The Department of Homeland Security’s (DHS) Office of Inspector General (OIG) on Monday released its semiannual report to Congress, and outside of recurring calls for better cyber threat information sharing, improvements to identity access management, and concerns about U.S. Coast Guard (USCG) IT acquisitions, the report appears to be free of major IT red alerts within the agency. The report covers the period from October 2017 to March 2018.
That first concern–over cyber threat data sharing–responds to requirements of the Cybersecurity Act of 2015. OIG found that DHS had met the requirements of the legislation, but said the agency still “faces challenges to effectively share cyber threat information across Federal and private sector entities.”
“The system DHS uses does not provide the high-quality, contextual data needed to effectively defend against ever-evolving threats,” the report continues.
To remedy that, DHS’s National Cybersecurity and Communications and Integration Center is working to implement “Automated Indicator Sharing” to help organizations–such as those in the private sector–overcome technical, resource, or cultural issues that make sharing data difficult or undesirable.
The second concern–over identity access management–responds to Homeland Security Presidential Directive-12 (HSPD-12), which requires development of a government-wide standard for secure and reliable identification for Federal employees and contractors.
OIG said DHS “has not made much progress in implementing requirements” of HSPD-12 and noted the agency is facing particular challenges with physical access controls for facilities, and ensuring termination of cards for separated employees.
DHS said it will coordinate risk assessments for its information systems, and implement personal identity verification-enablement for its unclassified systems.
The third notable IT concern – regarding Coast Guard IT acquisitions – states that USCG approved around $1.8 billion in IT procurements from 2014 to 2016, but doesn’t know if close to 400 of its systems are receiving proper acquisition oversight.

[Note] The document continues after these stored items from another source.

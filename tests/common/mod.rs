#![allow(dead_code)]

use std::fs;
use std::path::{Path, PathBuf};
use std::sync::Mutex;

use nanopore_auto_archive::config::{ConfigLoader, ResolvedConfig};
use nanopore_auto_archive::error::ArchiveError;
use nanopore_auto_archive::events::EventSink;
use nanopore_auto_archive::process::{
    CommandRunner, Invocation, Pipeline, PipelineExit, ProcessExit, find_in_path,
};

pub const DATE: &str = "20221208";
pub const FLOWCELL: &str = "PAK1234";
pub const SUBDIRS: [&str; 5] = [
    "fast5_pass",
    "fast5_fail",
    "fastq_pass",
    "fastq_fail",
    "other_reports",
];
pub const SAMPLES: [&str; 2] = ["sample_a", "sample_b"];
pub const TRANSFER_DIR: &str = "_transfer";

pub fn have(tool: &str) -> bool {
    find_in_path(tool).is_some()
}

/// YAML hasher argv; coreutils `sha1sum` when perl's `shasum` is absent.
pub fn hasher() -> &'static str {
    if have("shasum") {
        r#"["shasum", "-a", "1"]"#
    } else {
        r#"["sha1sum"]"#
    }
}

fn touch(path: &Path) {
    fs::write(path, path.to_string_lossy().as_bytes()).unwrap();
}

/// Lays out a run the way the instrument does.
pub fn make_run(run_dir: &Path, run_hex: &str, finished: bool) {
    fs::create_dir_all(run_dir).unwrap();
    for subdir in SUBDIRS {
        fs::create_dir_all(run_dir.join(subdir)).unwrap();
    }
    if finished {
        touch(&run_dir.join(format!("sequencing_summary_{FLOWCELL}_{run_hex}_0a1b.txt")));
    }
    touch(&run_dir.join("fastq_pass").join(format!("{run_hex}_0.fastq.gz")));
    touch(&run_dir.join("fastq_fail").join(format!("{run_hex}_1.fastq.gz")));
    touch(&run_dir.join("fast5_pass").join(format!("{run_hex}_0.fast5")));
    touch(&run_dir.join("fast5_fail").join(format!("{run_hex}_1.fast5")));
    touch(&run_dir.join(format!("report_{run_hex}.html")));
}

pub fn project_name(run: &str) -> String {
    format!("{DATE}_wehi_bowden_{run}")
}

pub fn run_name(hex: &str) -> String {
    format!("{DATE}_1111_2F_{FLOWCELL}_{hex}")
}

/// Three structured projects (`runa` and `runb` finished, `runc` not), an
/// unstructured `TEST_a` that must be ignored and an unstructured `TEST_b`
/// that is only processed when listed as an extra directory.
pub fn make_data_root(root: &Path) {
    for (project, finished) in [("runa", true), ("runb", true), ("runc", false)] {
        for sample in SAMPLES {
            let hex = format!("{project}{sample}");
            let run_dir = root
                .join(project_name(project))
                .join(sample)
                .join(run_name(&hex));
            make_run(&run_dir, &hex, finished);
        }
    }
    fs::create_dir_all(root.join("TEST_a")).unwrap();
    make_run(
        &root.join("TEST_b").join(SAMPLES[0]).join(run_name("testb")),
        "testb",
        true,
    );
    fs::write(root.join("20221208_wehi_bowden_notadir"), b"").unwrap();
}

pub fn run_dir(root: &Path, project: &str, sample: &str) -> PathBuf {
    let hex = format!("{project}{sample}");
    root.join(project_name(project))
        .join(sample)
        .join(run_name(&hex))
}

pub struct Settings {
    pub delay: u64,
    pub threads: usize,
    pub checksums: bool,
    pub extra_dirs: &'static str,
    pub file_types: &'static str,
}

impl Default for Settings {
    fn default() -> Self {
        Self {
            delay: 0,
            threads: 1,
            checksums: false,
            extra_dirs: "[]",
            file_types: "[reports, raw-signal, basecalled-reads]",
        }
    }
}

pub fn config(root: &Path, settings: Settings) -> ResolvedConfig {
    let hasher = hasher();
    let yaml = format!(
        "data_dir: {}\n\
         transfer_dir: {TRANSFER_DIR}\n\
         time_delay: {}\n\
         extra_dirs: {}\n\
         file_types: {}\n\
         calculate_checksums: {}\n\
         threads: {}\n\
         tools:\n  hasher: {hasher}\n",
        root.display(),
        settings.delay,
        settings.extra_dirs,
        settings.file_types,
        settings.checksums,
        settings.threads,
    );
    ConfigLoader::resolve_str(&yaml).unwrap()
}

/// Records invocations instead of spawning anything and answers with a
/// fixed exit code.
#[derive(Default)]
pub struct CountingRunner {
    pub exit_code: i32,
    calls: Mutex<Vec<Vec<String>>>,
}

impl CountingRunner {
    pub fn failing(exit_code: i32) -> Self {
        Self {
            exit_code,
            calls: Mutex::new(Vec::new()),
        }
    }

    pub fn calls(&self) -> Vec<Vec<String>> {
        self.calls.lock().unwrap().clone()
    }

    fn record(&self, command: &Invocation) {
        let mut argv = vec![command.program.clone()];
        argv.extend(command.args.iter().map(|arg| arg.to_string_lossy().into_owned()));
        self.calls.lock().unwrap().push(argv);
    }
}

impl CommandRunner for CountingRunner {
    fn run(
        &self,
        command: &Invocation,
        _sink: &dyn EventSink,
    ) -> Result<ProcessExit, ArchiveError> {
        self.record(command);
        Ok(ProcessExit::from_code(self.exit_code))
    }

    fn run_to_file(
        &self,
        command: &Invocation,
        _output: &Path,
        _append: bool,
        _sink: &dyn EventSink,
    ) -> Result<ProcessExit, ArchiveError> {
        self.record(command);
        Ok(ProcessExit::from_code(self.exit_code))
    }

    fn run_pipeline(
        &self,
        pipeline: &Pipeline,
        _sink: &dyn EventSink,
    ) -> Result<PipelineExit, ArchiveError> {
        self.record(&pipeline.source);
        self.record(&pipeline.sink);
        Ok(PipelineExit {
            source: ProcessExit::from_code(0),
            sink: ProcessExit::from_code(self.exit_code),
        })
    }
}

pub fn files_under(dir: &Path) -> Vec<PathBuf> {
    let mut out = Vec::new();
    let Ok(entries) = fs::read_dir(dir) else {
        return out;
    };
    for entry in entries.flatten() {
        let path = entry.path();
        if path.is_dir() {
            out.extend(files_under(&path));
        } else {
            out.push(path);
        }
    }
    out.sort();
    out
}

OIG said that USCG acquisition and IT review operate independently of one another, that IT investments lack proper oversight controls, and that there is an overall lack of reliable data on acquisitions.
DHS said that USCG is reviewing those gaps and putting new processes in place to revise its acquisition process.
The issues OIG flagged in the report highlight areas of possible improvement for IT operations management and interdepartmental collaboration, but generally represent ongoing development challenges seen across agencies.
That the report did not highlight any glaring discrepancies in DHS’s IT operations could be a positive sign as the agency continues its role coordinating cybersecurity efforts for all the major civilian agencies in the Federal enterprise.